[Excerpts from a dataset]
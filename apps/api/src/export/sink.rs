//! Delivery of finished documents.

use std::io::Write;
use std::path::{Path, PathBuf};

use tracing::info;

/// Receives the finished document. The export engine calls `deliver` exactly once per
/// successful export and never after a failure.
pub trait DownloadSink {
    fn deliver(&mut self, filename: &str, bytes: Vec<u8>);
}

/// Holds the delivered document in memory (the HTTP handler streams it back).
#[derive(Debug, Default)]
pub struct MemorySink {
    pub delivered: Option<Download>,
    pub deliveries: usize,
}

#[derive(Debug, Clone, PartialEq)]
pub struct Download {
    pub filename: String,
    pub bytes: Vec<u8>,
}

impl DownloadSink for MemorySink {
    fn deliver(&mut self, filename: &str, bytes: Vec<u8>) {
        self.deliveries += 1;
        self.delivered = Some(Download {
            filename: filename.to_string(),
            bytes,
        });
    }
}

/// Writes `bytes` into `dir/filename` atomically: the file appears complete or not at all.
pub fn archive_to_dir(dir: &Path, filename: &str, bytes: &[u8]) -> std::io::Result<PathBuf> {
    std::fs::create_dir_all(dir)?;
    let mut tmp = tempfile::NamedTempFile::new_in(dir)?;
    tmp.write_all(bytes)?;
    tmp.as_file().sync_all()?;
    let target = dir.join(filename);
    tmp.persist(&target).map_err(|e| e.error)?;
    info!(path = %target.display(), bytes = bytes.len(), "Archived exported document");
    Ok(target)
}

EXERCISE BRIEF
Write out every line of the entries that holds the word "self".

WRITTEN RESPONSE
    fn deliver(&mut self, filename: &str, bytes: Vec<u8>);
    fn deliver(&mut self, filename: &str, bytes: Vec<u8>) {
        self.deliveries += 1;
        self.delivered = Some(Download {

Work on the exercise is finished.